Он не успевает закончить приказание, как рама с треском вылетает, и в комнату, прямо на стол, прыгает с гранатой в руке Вершинин.

А вот и Кудринская заводь, луга, нивы, холмы. Как тут свежо, светло, обширно! Какой здесь был бы покос, какие богатые пашни, кабы некошеный луг не истоптали солдаты, кабы нивы не пересекли окопы с колючей проволокой, кабы на холмах в отдалении не укрепился сам генерал Сахаров, который перевез сюда, говорят, несколько поездов со снарядами. Со всех шести окружных волостей приказал Сахаров согнать подводы. Две недели возили снаряды, и десять дней артиллеристы помогали своим упряжкам катить пушки: из-за дождей дороги были вязки.

Хорошо, хоть дожди кончились, а то попробуй подползти по этой черной и вязкой земле к позициям генерала Сахарова! Все равно, впрочем, трудненько будет атаковать Кудринскую заводь. Эх, кабы хоть парочку пушек да полвагона снарядов! Какие там пушки, когда для пулемета не хватает патронов, не говоря уже о винтовках. Конечно, сибирский мужик привык беречь снаряды, но ведь тут злость какая! Для этакой злости и миллиарда патронов было бы мало.

Далеко впереди отряда, в сухой осенней траве, наблюдая за холмами, где хоронились белые, лежали Вершинин, Миша-студент, Син Бин-у и трое мужиков. Из окопов слышна ружейная стрельба.

Вершинин спросил, глядя в небо:

— Остальные-то мужики ползут? Долгонько.

Взволнованно и сердито он повторил:

— Подошли, спрашиваю, остальные роты?

— Не подошли, Никита Егорыч, — ответил Миша.

— Нету, — сказал китаец. — Нисиво нету.

— Петров, сюда! Где мужики, что они?

Подполз мужик Петров. Вершинин посмотрел на него вопросительно.

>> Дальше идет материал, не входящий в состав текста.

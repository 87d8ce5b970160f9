use ratatui::{
    prelude::*,
    style::palette::tailwind,
};

/// Application theme - centralized color and style management
#[derive(Debug, Clone, PartialEq)]
pub struct Theme {
    // Background colors
    pub bg_primary: Color,
    pub bg_panel: Color,

    // Text colors
    pub text_primary: Color,
    pub text_secondary: Color,
    pub text_muted: Color,
    pub text_header: Color,

    // Accent colors
    pub accent_primary: Color,
    pub accent_secondary: Color,

    // Status colors
    pub status_error: Color,
    pub status_warning: Color,
    pub status_info: Color,

    // Input colors
    pub input_bg: Color,
    pub input_focused_border: Color,
    pub input_border: Color,

    // Selection colors
    pub selected_bg: Color,
    pub selected_fg: Color,

    // Table colors
    pub table_header_bg: Color,
    pub table_header_fg: Color,
    pub table_row_fg: Color,
    pub table_row_bg_normal: Color,
    pub table_row_bg_alt: Color,
}

impl Default for Theme {
    fn default() -> Self {
        Self::dark()
    }
}

impl Theme {
    /// Dark theme (default)
    pub fn dark() -> Self {
        Self {
            bg_primary: tailwind::SLATE.c950,
            bg_panel: tailwind::SLATE.c800,

            text_primary: tailwind::SLATE.c100,
            text_secondary: tailwind::SLATE.c200,
            text_muted: tailwind::SLATE.c400,
            text_header: tailwind::ORANGE.c500,

            accent_primary: tailwind::ORANGE.c400,
            accent_secondary: tailwind::ORANGE.c600,

            status_error: tailwind::RED.c400,
            status_warning: tailwind::YELLOW.c400,
            status_info: tailwind::BLUE.c400,

            input_bg: tailwind::SLATE.c900,
            input_focused_border: tailwind::ORANGE.c400,
            input_border: tailwind::SLATE.c600,

            selected_bg: tailwind::ORANGE.c700,
            selected_fg: Color::White,

            table_header_bg: tailwind::SLATE.c800,
            table_header_fg: tailwind::SLATE.c200,
            table_row_fg: tailwind::SLATE.c200,
            table_row_bg_normal: tailwind::SLATE.c950,
            table_row_bg_alt: tailwind::SLATE.c900,
        }
    }

    // Prebuilt styles for common use cases

    /// Style for panel backgrounds (help popup)
    pub fn panel_background(&self) -> Style {
        Style::default().bg(self.bg_panel)
    }

    /// Style for panel borders
    pub fn panel_border(&self) -> Style {
        Style::default()
            .fg(self.accent_primary)
            .add_modifier(Modifier::BOLD)
    }

    /// Style for panel titles
    pub fn panel_title(&self) -> Style {
        Style::default()
            .fg(self.accent_primary)
            .add_modifier(Modifier::BOLD)
    }

    /// Style for the page heading
    pub fn heading(&self) -> Style {
        Style::default()
            .fg(self.text_header)
            .add_modifier(Modifier::BOLD)
    }

    /// Style for section headers
    pub fn section_header(&self) -> Style {
        Style::default()
            .fg(self.status_warning)
            .add_modifier(Modifier::BOLD | Modifier::UNDERLINED)
    }

    /// Style for key hints (e.g., "d" in "d dismiss")
    pub fn key_hint(&self) -> Style {
        Style::default()
            .fg(self.accent_primary)
            .add_modifier(Modifier::BOLD)
    }

    /// Style for key descriptions
    pub fn key_description(&self) -> Style {
        Style::default().fg(self.text_secondary)
    }

    /// Style for the search input border
    pub fn input_border(&self, focused: bool) -> Style {
        if focused {
            Style::default().fg(self.input_focused_border)
        } else {
            Style::default().fg(self.input_border)
        }
    }

    /// Style for the text inside the search input
    pub fn input_text(&self) -> Style {
        Style::default().fg(self.text_primary).bg(self.input_bg)
    }

    /// Style for a clickable control, dimmed when disabled
    pub fn button(&self, enabled: bool) -> Style {
        if enabled {
            Style::default()
                .fg(Color::White)
                .bg(self.accent_secondary)
                .add_modifier(Modifier::BOLD)
        } else {
            Style::default()
                .fg(self.text_muted)
                .bg(self.bg_panel)
                .add_modifier(Modifier::DIM)
        }
    }

    /// Style for table headers
    pub fn table_header(&self) -> Style {
        Style::default()
            .fg(self.table_header_fg)
            .bg(self.table_header_bg)
            .add_modifier(Modifier::BOLD)
    }

    /// Style for selected table rows
    pub fn table_selected(&self) -> Style {
        Style::default()
            .fg(self.selected_fg)
            .bg(self.selected_bg)
            .add_modifier(Modifier::BOLD)
    }

    /// Style for table rows, alternating background
    pub fn table_row(&self, index: usize) -> Style {
        let bg = if index % 2 == 0 {
            self.table_row_bg_normal
        } else {
            self.table_row_bg_alt
        };
        Style::default().fg(self.table_row_fg).bg(bg)
    }

    /// Style for error messages
    pub fn error(&self) -> Style {
        Style::default()
            .fg(self.status_error)
            .add_modifier(Modifier::BOLD)
    }

    /// Style for informational messages
    pub fn info(&self) -> Style {
        Style::default().fg(self.status_info)
    }

    /// Style for muted/helper text
    pub fn muted(&self) -> Style {
        Style::default().fg(self.text_muted)
    }

    /// Style for primary text
    pub fn text(&self) -> Style {
        Style::default().fg(self.text_primary)
    }
}
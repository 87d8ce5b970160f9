//! Story list state

/// Cursor over the rendered rows
#[derive(Debug, Clone, Copy, Default, PartialEq, Eq)]
pub struct StoryListState {
    pub cursor: usize,
}
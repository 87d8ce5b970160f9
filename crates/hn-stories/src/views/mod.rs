use crate::actions::{
    Action, ContextAction, Event, NavigationAction, SearchFormAction, TextInputAction,
};
use crate::capabilities::PanelCapabilities;
use crate::state::AppState;
use ratatui::{layout::Rect, Frame};

pub mod key_bindings_view;
pub mod search_form;
pub mod status_bar;
pub mod stories_view;
pub mod story_list;

pub use key_bindings_view::KeyBindingsView;
pub use stories_view::StoriesView;

/// View identifier - allows comparing which view is active
#[derive(Debug, Clone, Copy, PartialEq, Eq)]
pub enum ViewId {
    Stories,
    KeyBindings,
}

/// View trait - defines the interface that all views must implement
///
/// This allows the application to interact with views polymorphically through
/// trait objects (Box<dyn View>).
///
/// IMPORTANT: This trait must be object-safe to be used as a trait object.
/// That means:
/// - No generic methods
/// - No Self: Sized bounds
/// - All methods must use &self (not consume self)
/// - Must be Send, because actions carrying views cross the dispatcher channel
pub trait View: std::fmt::Debug + Send {
    /// Get the unique identifier for this view type
    fn view_id(&self) -> ViewId;

    /// Render this view
    fn render(&self, state: &AppState, area: Rect, f: &mut Frame);

    /// Get the capabilities of this view (for keyboard handling)
    fn capabilities(&self, state: &AppState) -> PanelCapabilities;

    /// Clone this view into a Box
    /// This is needed because Clone requires Sized, so we provide a manual clone method
    fn clone_box(&self) -> Box<dyn View>;

    /// Translate a generic navigation action to this view's specific action.
    ///
    /// The default implementation returns None, indicating the view doesn't
    /// handle navigation.
    fn translate_navigation(&self, _nav: NavigationAction) -> Option<Action> {
        None
    }

    /// Translate a generic text input action to this view's specific action.
    ///
    /// The default implementation returns None, indicating the view doesn't
    /// handle text input.
    fn translate_text_input(&self, _input: TextInputAction) -> Option<Action> {
        None
    }

    /// Translate a context action (Enter, d) into what it means for the item in focus
    fn translate_context_action(&self, _action: ContextAction, _state: &AppState) -> Option<Action> {
        None
    }

    /// Whether a keymap command may be dispatched while this view is active
    fn accepts_action(&self, action: &Action) -> bool {
        matches!(action, Action::Global(_))
    }
}

/// Implement Clone for Box<dyn View>
impl Clone for Box<dyn View> {
    fn clone(&self) -> Box<dyn View> {
        self.clone_box()
    }
}

/// Render the entire application UI
///
/// Views are rendered bottom-up, so floating views on top render last.
pub fn render(state: &AppState, area: Rect, f: &mut Frame) {
    for view in &state.view_stack {
        view.render(state, area, f);
    }
}

/// Actions to run once, right after the first frame has been drawn
///
/// The search input asks for focus if it was built with `auto_focus`; the
/// `Mounted` event starts the initial fetch. Neither is repeated on later
/// renders.
pub fn mount_effects(state: &AppState) -> Vec<Action> {
    let mut effects = Vec::new();
    if state.search_form.auto_focus {
        effects.push(Action::SearchForm(SearchFormAction::Focus));
    }
    effects.push(Action::event(Event::Mounted));
    effects
}

#[cfg(test)]
pub(crate) mod test_helpers {
    use ratatui::buffer::Buffer;

    /// Flatten a rendered buffer into one string per row
    pub fn buffer_lines(buffer: &Buffer) -> Vec<String> {
        let width = buffer.area.width as usize;
        buffer
            .content
            .chunks(width)
            .map(|row| row.iter().map(|cell| cell.symbol()).collect::<String>())
            .collect()
    }

    pub fn buffer_text(buffer: &Buffer) -> String {
        buffer_lines(buffer).join("\n")
    }
}

#[cfg(test)]
mod tests {
    use super::*;
    use hn_stories_config::AppConfig;

    #[test]
    fn test_mount_effects_focus_then_fetch() {
        let state = AppState::new("React", &AppConfig::default());
        let effects = mount_effects(&state);

        assert_eq!(effects.len(), 2);
        assert!(matches!(effects[0], Action::SearchForm(SearchFormAction::Focus)));
        assert!(matches!(effects[1], Action::Event(Event::Mounted)));
    }

    #[test]
    fn test_mount_effects_without_auto_focus() {
        let mut state = AppState::new("React", &AppConfig::default());
        state.search_form.auto_focus = false;

        let effects = mount_effects(&state);
        assert_eq!(effects.len(), 1);
        assert!(matches!(effects[0], Action::Event(Event::Mounted)));
    }
}
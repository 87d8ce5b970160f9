//! Application State

use crate::keybindings::{default_keymap, Keymap};
use crate::theme::Theme;
use crate::views::{StoriesView, View};
use hn_client::Hit;
use hn_stories_config::AppConfig;

use super::{SearchFormState, SearchState, StoriesState, StoryListState};

/// Application state
#[derive(Debug, Clone)]
pub struct AppState {
    pub running: bool,
    /// Stack of views - bottom view is the base, top views are floating overlays
    /// Views are rendered bottom-up, so the last view in the stack renders on top
    pub view_stack: Vec<Box<dyn View>>,
    pub search: SearchState,
    pub search_form: SearchFormState,
    pub stories: StoriesState,
    pub story_list: StoryListState,
    pub theme: Theme,
    /// The keymap containing all keybindings
    pub keymap: Keymap,
}

impl AppState {
    /// Initial state for a given (restored) search term
    pub fn new(search_term: &str, config: &AppConfig) -> Self {
        Self {
            running: true,
            view_stack: vec![Box::new(StoriesView::new())],
            search: SearchState::new(config.api_endpoint.clone(), search_term),
            search_form: SearchFormState::default(),
            stories: StoriesState::default(),
            story_list: StoryListState::default(),
            theme: Theme::default(),
            keymap: default_keymap(),
        }
    }

    /// Get the top-most (active) view from the stack
    pub fn active_view(&self) -> Option<&dyn View> {
        self.view_stack.last().map(|view| view.as_ref())
    }

    /// The story under the list cursor, if any
    pub fn selected_story(&self) -> Option<&Hit> {
        self.stories.data.get(self.story_list.cursor)
    }
}
//! Search form widgets
//!
//! `LabeledInput` is a label plus a bordered single-line text field.
//! `SearchForm` puts the input next to a submit control that is rendered
//! dimmed while there is nothing to submit.

use crate::theme::Theme;
use crate::view_models::SearchFormViewModel;
use ratatui::{
    layout::{Constraint, Layout, Position, Rect},
    text::{Line, Span},
    widgets::{Block, Borders, Paragraph},
    Frame,
};

/// Label plus bordered single-line text field
#[derive(Debug)]
pub struct LabeledInput<'a> {
    pub id: &'static str,
    pub label: &'a str,
    pub value: &'a str,
    pub is_focused: bool,
    theme: &'a Theme,
}

impl<'a> LabeledInput<'a> {
    pub fn new(
        id: &'static str,
        label: &'a str,
        value: &'a str,
        is_focused: bool,
        theme: &'a Theme,
    ) -> Self {
        Self {
            id,
            label,
            value,
            is_focused,
            theme,
        }
    }

    pub fn render(&self, area: Rect, f: &mut Frame) {
        let label_width = self.label.chars().count() as u16 + 2;
        let [label_area, input_area] =
            Layout::horizontal([Constraint::Length(label_width), Constraint::Min(3)]).areas(area);

        // Label sits on the text row of the bordered input
        let label_row = Rect {
            y: label_area.y + label_area.height.min(3) / 2,
            height: 1.min(label_area.height),
            ..label_area
        };
        f.render_widget(
            Paragraph::new(Line::styled(format!(" {}", self.label), self.theme.text())),
            label_row,
        );

        let block = Block::default()
            .borders(Borders::ALL)
            .border_style(self.theme.input_border(self.is_focused));
        let inner = block.inner(input_area);

        // Keep the end of a long value visible
        let value_width = self.value.chars().count() as u16;
        let scroll = value_width.saturating_sub(inner.width.saturating_sub(1));

        f.render_widget(
            Paragraph::new(self.value)
                .style(self.theme.input_text())
                .scroll((0, scroll))
                .block(block),
            input_area,
        );

        if self.is_focused && inner.width > 0 && inner.height > 0 {
            f.set_cursor_position(Position::new(
                inner.x + (value_width - scroll).min(inner.width - 1),
                inner.y,
            ));
        }
    }
}

/// Labeled input bound to the search term, plus the submit control
#[derive(Debug)]
pub struct SearchForm<'a> {
    vm: SearchFormViewModel,
    theme: &'a Theme,
}

impl<'a> SearchForm<'a> {
    pub fn new(vm: SearchFormViewModel, theme: &'a Theme) -> Self {
        Self { vm, theme }
    }

    pub fn render(&self, area: Rect, f: &mut Frame) {
        let submit_width = self.vm.submit_label.chars().count() as u16 + 2;
        let [input_area, submit_area] =
            Layout::horizontal([Constraint::Min(10), Constraint::Length(submit_width)]).areas(area);

        LabeledInput::new(
            self.vm.input_id,
            &self.vm.label,
            &self.vm.value,
            self.vm.is_focused,
            self.theme,
        )
        .render(input_area, f);

        let submit_row = Rect {
            y: submit_area.y + submit_area.height.min(3) / 2,
            height: 1.min(submit_area.height),
            ..submit_area
        };
        f.render_widget(
            Paragraph::new(Line::from(vec![
                Span::raw(" "),
                Span::styled(self.vm.submit_label.as_str(), self.theme.button(self.vm.submit_enabled)),
            ])),
            submit_row,
        );
    }
}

— Отползли, — со вздохом сказал Петров. — Отступили.

— Винтовок испугались?

— Не винтовок, Никита Егорыч. На позициях генерала Сахарова, гляди-ка…

Вершинин всмотрелся.

— Пушки, Никита Егорыч. Того гляди, грохнут.

— Да, пушки, оно, конечно… — с уважением и завистью начал Миша.

Вершинин сердито прервал:

— Чего — оно? Ничего не оно! Ну, пушки, пушки…

Он обратился резко к Петрову:

— Поди к мужикам, скажи, что я… я их люблю!

И повторил уже растроганно:

— Я их, скажи, сильно люблю. Так люблю, что вот сейчас встану во весь рост перед винтовками, окопами, перед этой самой колючей проволокой, перед пушками! И буду стоять до тех пор, пока мужики не вернутся или пока не убьют. За землю буду стоять, за Расею!

Петров отполз.

Вершинин скрутил папироску, затянулся два раза и передал папироску Мише.

— Не курю, Никита Егорыч. Неужели встанете?

— А чего не встать?

— Никак я этого понять не могу!

— А и не надо. Ты себе лежи, Миша. О чем ты думаешь?

— Я? Я, Никита Егорыч, мечтаю о будущем, вспоминаю прошлое, и очень мне, знаете ли, хорошо. И читать хочется. Дайте я вам почитаю Тургенева, Никита Егорыч, наизусть?

— Чего?

— Книгу почитаю.

— Ошалел! Да ты оглянись, Миша, место-то какое!

Вершинин медленно поднялся, вытянулся во весь свой рост и молча стал глядеть на виднеющиеся вдали окопы и холмы. Выстрелы оттуда учащались.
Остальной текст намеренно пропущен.